Prompt:
Search the material for the word "Mobile" and copy each line that holds it.

Data provided:
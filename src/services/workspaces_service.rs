use diesel::prelude::*;
use uuid::Uuid;

use crate::{
    db::models::workspace::{
        CreateWorkspaceRequest, NewWorkspace, UpdateWorkspaceRequest, Workspace, WorkspaceSummary,
    },
    db::repositories::{ProjectRepo, TeamMemberRepo, TeamRepo, WorkspaceRepo},
    db::soft_delete::{Visibility, require_active},
    error::AppError,
    permissions::{is_member, is_owner, is_workspace_owner},
    services::context::RequestContext,
    services::scope,
    validation::schedule::validate_title,
};

pub struct WorkspacesService;

impl WorkspacesService {
    /// The actor must both belong to and own the team.
    pub fn create(
        conn: &mut PgConnection,
        ctx: &RequestContext,
        req: &CreateWorkspaceRequest,
    ) -> Result<Workspace, AppError> {
        validate_title(&req.title)?;

        let team = require_active(
            TeamRepo::find_by_id(conn, req.team_id)?,
            "Team",
        )?;
        let memberships = TeamMemberRepo::list_by_team(conn, team.id)?;

        if !is_member(&team, ctx.user_id, &memberships) || !is_owner(&team, ctx.user_id) {
            return Err(AppError::forbidden(
                "Only the team owner can create workspaces",
            ));
        }

        let workspace = WorkspaceRepo::insert(
            conn,
            &NewWorkspace {
                team_id: team.id,
                title: req.title.trim().to_string(),
            },
        )?;

        tracing::info!(workspace_id = %workspace.id, team_id = %team.id, "Workspace created");
        Ok(workspace)
    }

    pub fn get(
        conn: &mut PgConnection,
        ctx: &RequestContext,
        workspace_id: Uuid,
    ) -> Result<Workspace, AppError> {
        let workspace = require_active(WorkspaceRepo::find_by_id(conn, workspace_id)?, "Workspace")?;
        scope::require_team_view(conn, ctx, workspace.team_id)?;
        Ok(workspace)
    }

    pub fn list(
        conn: &mut PgConnection,
        ctx: &RequestContext,
    ) -> Result<Vec<Workspace>, AppError> {
        let team_ids = scope::visible_team_ids(conn, ctx)?;
        Ok(WorkspaceRepo::list(conn, Visibility::Active, team_ids)?)
    }

    pub fn list_archived(
        conn: &mut PgConnection,
        ctx: &RequestContext,
    ) -> Result<Vec<Workspace>, AppError> {
        let team_ids = scope::archive_team_ids(conn, ctx)?;
        Ok(WorkspaceRepo::list(conn, Visibility::Archived, team_ids)?)
    }

    fn require_owner(
        conn: &mut PgConnection,
        ctx: &RequestContext,
        workspace_id: Uuid,
    ) -> Result<Workspace, AppError> {
        let workspace = require_active(WorkspaceRepo::find_by_id(conn, workspace_id)?, "Workspace")?;
        let team = scope::load_team(conn, workspace.team_id)?;

        if !is_workspace_owner(&workspace, &team, ctx.user_id) {
            return Err(AppError::forbidden(
                "Only the team owner can modify this workspace",
            ));
        }
        Ok(workspace)
    }

    pub fn update(
        conn: &mut PgConnection,
        ctx: &RequestContext,
        workspace_id: Uuid,
        req: &UpdateWorkspaceRequest,
    ) -> Result<Workspace, AppError> {
        validate_title(&req.title)?;
        let workspace = Self::require_owner(conn, ctx, workspace_id)?;

        let updated = WorkspaceRepo::update_title(conn, workspace.id, req.title.trim())?;
        tracing::info!(workspace_id = %updated.id, "Workspace updated");
        Ok(updated)
    }

    pub fn delete(
        conn: &mut PgConnection,
        ctx: &RequestContext,
        workspace_id: Uuid,
    ) -> Result<(), AppError> {
        let workspace = Self::require_owner(conn, ctx, workspace_id)?;

        WorkspaceRepo::soft_delete(conn, workspace.id)?;
        tracing::info!(workspace_id = %workspace.id, "Workspace deleted");
        Ok(())
    }

    /// Title, team name and the titles of the workspace's active projects.
    pub fn summary(
        conn: &mut PgConnection,
        ctx: &RequestContext,
        workspace_id: Uuid,
    ) -> Result<WorkspaceSummary, AppError> {
        let workspace = Self::get(conn, ctx, workspace_id)?;
        let team = scope::load_team(conn, workspace.team_id)?;
        let projects = ProjectRepo::list_active_titles_by_workspace(conn, workspace.id)?;

        Ok(WorkspaceSummary {
            id: workspace.id,
            title: workspace.title,
            team: team.name,
            projects,
        })
    }
}
use validator::Validate;
use vazifeban::{db::models::CreateTeamRequest, services::TeamsService};

#[test]
fn team_names_must_not_be_blank() {
    assert!(TeamsService::validate_name("Mobile").is_ok());
    assert!(TeamsService::validate_name("").is_err());
    assert_eq!(
        TeamsService::validate_name("   ").unwrap_err().field_name(),
        Some("name")
    );
}

#[test]
fn create_team_request_enforces_length() {
    let ok = CreateTeamRequest {
        name: "Mobile".to_string(),
        description: String::new(),
    };
    assert!(ok.validate().is_ok());

    let too_long = CreateTeamRequest {
        name: "x".repeat(256),
        description: String::new(),
    };
    assert!(too_long.validate().is_err());
}
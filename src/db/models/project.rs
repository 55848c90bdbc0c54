use diesel::prelude::*;
use serde::{Deserialize, Serialize};
use uuid::Uuid;
use validator::Validate;

use crate::db::soft_delete::SoftDeletable;

// Project models
#[derive(Queryable, Selectable, Identifiable, Serialize, Deserialize, Clone, Debug, PartialEq)]
#[diesel(table_name = crate::schema::projects)]
#[diesel(check_for_backend(diesel::pg::Pg))]
pub struct Project {
    pub id: Uuid,
    pub workspace_id: Uuid,
    pub team_id: Option<Uuid>,
    pub owner_id: Option<Uuid>,
    pub title: String,
    pub description: String,
    pub started_at: chrono::DateTime<chrono::Utc>,
    pub ended_at: chrono::DateTime<chrono::Utc>,
    pub deadline: chrono::DateTime<chrono::Utc>,
    pub is_deleted: bool,
    pub created_at: chrono::DateTime<chrono::Utc>,
    pub updated_at: chrono::DateTime<chrono::Utc>,
}

impl SoftDeletable for Project {
    fn is_removed(&self) -> bool {
        self.is_deleted
    }
}

#[derive(Insertable)]
#[diesel(table_name = crate::schema::projects)]
pub struct NewProject {
    pub workspace_id: Uuid,
    pub team_id: Option<Uuid>,
    pub owner_id: Option<Uuid>,
    pub title: String,
    pub description: String,
    pub started_at: chrono::DateTime<chrono::Utc>,
    pub ended_at: chrono::DateTime<chrono::Utc>,
    pub deadline: chrono::DateTime<chrono::Utc>,
}

#[derive(AsChangeset, Default)]
#[diesel(table_name = crate::schema::projects)]
pub struct ProjectChanges {
    pub title: Option<String>,
    pub description: Option<String>,
    pub ended_at: Option<chrono::DateTime<chrono::Utc>>,
    pub deadline: Option<chrono::DateTime<chrono::Utc>>,
}

impl ProjectChanges {
    pub fn is_empty(&self) -> bool {
        self.title.is_none()
            && self.description.is_none()
            && self.ended_at.is_none()
            && self.deadline.is_none()
    }
}

// Project API DTOs
#[derive(Deserialize, Validate)]
pub struct CreateProjectRequest {
    pub workspace_id: Uuid,
    #[validate(length(min = 1, max = 50, message = "Title must be between 1 and 50 characters"))]
    pub title: String,
    #[serde(default)]
    pub description: String,
    pub started_at: Option<chrono::DateTime<chrono::Utc>>,
    pub ended_at: chrono::DateTime<chrono::Utc>,
    pub deadline: chrono::DateTime<chrono::Utc>,
}

#[derive(Deserialize, Validate, Default)]
pub struct UpdateProjectRequest {
    #[validate(length(min = 1, max = 50, message = "Title must be between 1 and 50 characters"))]
    pub title: Option<String>,
    pub description: Option<String>,
    pub ended_at: Option<chrono::DateTime<chrono::Utc>>,
    pub deadline: Option<chrono::DateTime<chrono::Utc>>,
}

impl From<&UpdateProjectRequest> for ProjectChanges {
    fn from(req: &UpdateProjectRequest) -> Self {
        Self {
            title: req.title.clone(),
            description: req.description.clone(),
            ended_at: req.ended_at,
            deadline: req.deadline,
        }
    }
}
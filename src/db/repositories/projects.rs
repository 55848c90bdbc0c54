use diesel::prelude::*;

use crate::db::models::project::{NewProject, Project, ProjectChanges};
use crate::db::soft_delete::Visibility;

pub struct ProjectRepo;

impl ProjectRepo {
    pub fn find_by_id(
        conn: &mut PgConnection,
        project_id: uuid::Uuid,
    ) -> Result<Option<Project>, diesel::result::Error> {
        use crate::schema::projects::dsl::*;
        projects
            .filter(id.eq(project_id))
            .select(Project::as_select())
            .first(conn)
            .optional()
    }

    /// Scoping goes through the workspace, since `projects.team_id` is
    /// nullable once the team row is gone.
    pub fn list(
        conn: &mut PgConnection,
        visibility: Visibility,
        team_ids: Option<Vec<uuid::Uuid>>,
    ) -> Result<Vec<Project>, diesel::result::Error> {
        use crate::schema::{projects, workspaces};
        let mut query = projects::table
            .inner_join(workspaces::table)
            .filter(projects::is_deleted.eq(visibility.is_deleted()))
            .into_boxed();
        if let Some(ids) = team_ids {
            query = query.filter(workspaces::team_id.eq_any(ids));
        }
        query
            .order(projects::created_at.desc())
            .select(Project::as_select())
            .load(conn)
    }

    pub fn list_active_titles_by_workspace(
        conn: &mut PgConnection,
        target_workspace_id: uuid::Uuid,
    ) -> Result<Vec<String>, diesel::result::Error> {
        use crate::schema::projects::dsl::*;
        projects
            .filter(workspace_id.eq(target_workspace_id))
            .filter(is_deleted.eq(false))
            .order(created_at.asc())
            .select(title)
            .load(conn)
    }

    pub fn insert(
        conn: &mut PgConnection,
        new_project: &NewProject,
    ) -> Result<Project, diesel::result::Error> {
        diesel::insert_into(crate::schema::projects::table)
            .values(new_project)
            .returning(Project::as_returning())
            .get_result(conn)
    }

    pub fn update(
        conn: &mut PgConnection,
        project_id: uuid::Uuid,
        changes: &ProjectChanges,
    ) -> Result<Project, diesel::result::Error> {
        use crate::schema::projects::dsl::*;
        diesel::update(projects.filter(id.eq(project_id)))
            .set(changes)
            .returning(Project::as_returning())
            .get_result(conn)
    }

    pub fn soft_delete(
        conn: &mut PgConnection,
        project_id: uuid::Uuid,
    ) -> Result<Project, diesel::result::Error> {
        use crate::schema::projects::dsl::*;
        diesel::update(projects.filter(id.eq(project_id)))
            .set(is_deleted.eq(true))
            .returning(Project::as_returning())
            .get_result(conn)
    }
}
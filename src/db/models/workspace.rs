use diesel::prelude::*;
use serde::{Deserialize, Serialize};
use uuid::Uuid;
use validator::Validate;

use crate::db::soft_delete::SoftDeletable;

// Workspace models
#[derive(Queryable, Selectable, Identifiable, Serialize, Deserialize, Clone, Debug, PartialEq)]
#[diesel(table_name = crate::schema::workspaces)]
#[diesel(check_for_backend(diesel::pg::Pg))]
pub struct Workspace {
    pub id: Uuid,
    pub team_id: Uuid,
    pub title: String,
    pub is_deleted: bool,
    pub created_at: chrono::DateTime<chrono::Utc>,
    pub updated_at: chrono::DateTime<chrono::Utc>,
}

impl SoftDeletable for Workspace {
    fn is_removed(&self) -> bool {
        self.is_deleted
    }
}

#[derive(Insertable)]
#[diesel(table_name = crate::schema::workspaces)]
pub struct NewWorkspace {
    pub team_id: Uuid,
    pub title: String,
}

// Workspace API DTOs
#[derive(Deserialize, Validate)]
pub struct CreateWorkspaceRequest {
    pub team_id: Uuid,
    #[validate(length(min = 1, max = 50, message = "Title must be between 1 and 50 characters"))]
    pub title: String,
}

#[derive(Deserialize, Validate)]
pub struct UpdateWorkspaceRequest {
    #[validate(length(min = 1, max = 50, message = "Title must be between 1 and 50 characters"))]
    pub title: String,
}

#[derive(Serialize)]
pub struct WorkspaceSummary {
    pub id: Uuid,
    pub title: String,
    pub team: String,
    pub projects: Vec<String>,
}
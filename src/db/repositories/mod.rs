pub mod attachments;
pub mod comments;
pub mod labels;
pub mod projects;
pub mod sprints;
pub mod task_labels;
pub mod tasks;
pub mod team_members;
pub mod teams;
pub mod users;
pub mod work_times;
pub mod workspaces;

pub use attachments::AttachmentRepo;
pub use comments::CommentRepo;
pub use labels::LabelRepo;
pub use projects::ProjectRepo;
pub use sprints::SprintRepo;
pub use task_labels::TaskLabelRepo;
pub use tasks::TaskRepo;
pub use team_members::TeamMemberRepo;
pub use teams::TeamRepo;
pub use users::UserRepo;
pub use work_times::WorkTimeRepo;
pub use workspaces::WorkspaceRepo;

Reply:
    assert!(TeamsService::validate_name("Mobile").is_ok());
        name: "Mobile".to_string(),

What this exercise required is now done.